Peripheral obstructive arterial disease develops when blood vessels narrow due to arteriosclerosis and blood flow in the legs (or rarely the arms) becomes clogged. Intermittent claudication is when blood flow disturbances in a limb causes pain, numbness, or coldness during physical activity. In severe cases, where the tissue has gone without blood for too long and dies, the limb may have to be amputated.
Previous clinical and animal research showed that mice receive less tissue damage under ischemic condition than humans, but the cause of the difference was not clear. To illustrate why humans seem to have such a disadvantage, researchers from Kumamoto University, Japan focused on collateral vessels that could bypass an obstruction. Using a murine hind limb ischemia model, they compared the shape of mouse hind limb blood vessels with those of a patient who had peripheral obstructive artery disease.
There are techniques, such as radiography, that can be used to visualize the small blood vessels of a mouse but they can only produce two-dimensional images. To obtain more detail, the researchers elected to use a system built by a collaboration of engineering and medical science researchers that established a method for stereoscopic visualization of small structures, the micro X-ray CT. This allowed for the detailed visualization of mouse blood vessels through soft tissue and around bone.
The micro CT scans clarified that when the hind limb of a mouse suffers from ischemia, the inferior gluteal artery expands and functions as a bypass. Even in human patients with peripheral obstructive artery disease, detailed diagnostic images revealed that the inferior gluteal artery expands in response to vascular stenosis (vessel hardening).

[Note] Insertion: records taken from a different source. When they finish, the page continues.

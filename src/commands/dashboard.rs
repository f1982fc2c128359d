// SPDX-License-Identifier: AGPL-3.0-or-later
//! Login command - prints the dashboard the session's role is entitled to

use crate::auth::{permitted_views, Session};
use anyhow::Result;

/// Run login command
///
/// Authentication already happened when the session was established; this
/// renders the role's permitted views the way a dashboard would gate tiles.
pub fn run(session: &Session) -> Result<()> {
    println!(
        "Signed in as {} ({})",
        session.username,
        session.role.as_str()
    );

    println!("Permitted views:");
    for (view, access) in permitted_views(session.role) {
        println!("  {} ({})", view.as_str(), access.as_str());
    }

    Ok(())
}
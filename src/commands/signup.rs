// SPDX-License-Identifier: AGPL-3.0-or-later
//! Self-registration - open to unauthenticated callers, Researcher only

use crate::manager::DataManager;
use crate::types::{Role, UserRecord};
use anyhow::Result;

/// Create a Researcher account without a session
///
/// The role is fixed; privileged accounts are only created by an
/// administrator through `user add`.
pub fn run(manager: &mut DataManager, username: &str, password: &str) -> Result<()> {
    manager.add_user(
        username,
        UserRecord {
            password: password.to_string(),
            role: Role::Researcher,
        },
    )?;

    println!("Created researcher account: {username}");
    println!("Sign in with: geomineral -u {username} -p <password> login");
    Ok(())
}
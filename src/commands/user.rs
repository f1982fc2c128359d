// SPDX-License-Identifier: AGPL-3.0-or-later
//! User account commands - the account table view (Administrator only)

use crate::auth::{Access, Session, ViewId};
use crate::manager::DataManager;
use crate::types::{Role, UserRecord};
use anyhow::Result;

/// Arguments for user commands
pub struct UserArgs {
    /// Password for the target account (not the session password)
    pub new_password: Option<String>,
    /// Access tier: Administrator, Investor, or Researcher
    pub role: Option<String>,
    /// New username when updating
    pub rename: Option<String>,
}

/// Run user command
pub fn run(
    manager: &mut DataManager,
    session: &Session,
    action: &str,
    username: Option<String>,
    args: UserArgs,
) -> Result<()> {
    // The whole account table is manage-gated; there is no read-only users view.
    super::require(session, ViewId::Users, Access::Manage)?;

    match action {
        "add" | "new" => {
            let username = username.ok_or_else(|| anyhow::anyhow!("Username is required"))?;
            let password = args
                .new_password
                .ok_or_else(|| anyhow::anyhow!("--new-password is required"))?;
            let role = parse_role(
                &args.role.ok_or_else(|| anyhow::anyhow!("--role is required"))?,
            )?;

            manager.add_user(&username, UserRecord { password, role })?;

            println!("Created user: {username}");
            println!("  role: {}", role.as_str());
        }

        "update" | "edit" => {
            let username = username.ok_or_else(|| anyhow::anyhow!("Username is required"))?;

            let current = manager
                .data()
                .users
                .get(&username)
                .ok_or_else(|| anyhow::anyhow!("User not found: {}", username))?
                .clone();

            let role = match args.role {
                Some(r) => parse_role(&r)?,
                None => current.role,
            };
            let record = UserRecord {
                password: args.new_password.unwrap_or(current.password),
                role,
            };
            let new_username = args.rename.unwrap_or_else(|| username.clone());

            manager.update_user(&username, &new_username, record)?;

            if new_username == username {
                println!("Updated user: {username}");
            } else {
                println!("Updated user: {username} -> {new_username}");
            }
        }

        "delete" | "rm" => {
            let username = username.ok_or_else(|| anyhow::anyhow!("Username is required"))?;

            if manager.delete_user(&username)? {
                println!("Deleted user: {username}");
            } else {
                println!("User not found: {username}");
            }
        }

        "list" | "ls" => {
            let users = &manager.data().users;
            if users.is_empty() {
                println!("No users defined. Use 'geomineral user add <username>' to create one.");
                return Ok(());
            }

            // Passwords stay out of the listing.
            println!("Users ({}):", users.len());
            for (username, u) in users {
                println!("  {} ({})", username, u.role.as_str());
            }
        }

        other => {
            anyhow::bail!("Unknown user action: {}. Valid: add, update, delete, list", other);
        }
    }

    Ok(())
}

fn parse_role(s: &str) -> Result<Role> {
    Role::parse(s).ok_or_else(|| {
        anyhow::anyhow!(
            "Unknown role: {}. Valid: Administrator, Investor, Researcher",
            s
        )
    })
}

Importantly, the researchers also showed that the inferior gluteal artery of the mouse extends to the lower hind leg area, whereas the human inferior gluteal artery terminates much earlier at the buttock. Consequently, the mouse vascular structure is more robust against lower limb ischemia than the human vascular structure.
"Two things are believed to be the causes of the inhibited development of the inferior gluteal artery in humans," said Assistant Professor Yuichiro Arima, who led the study. "One is that the development of the artery is restricted by the skeletal change accompanying bipedal walking, and the other is that, over time, the distance between the pelvis and the lower leg has become too far for the artery to reach. In other words, evolution has increased the human risk for lower limb ischemia. This understanding is expected to lead to the development of treatments that strengthen the collateral circulation pathways for people suffering from peripheral obstructive arterial disease."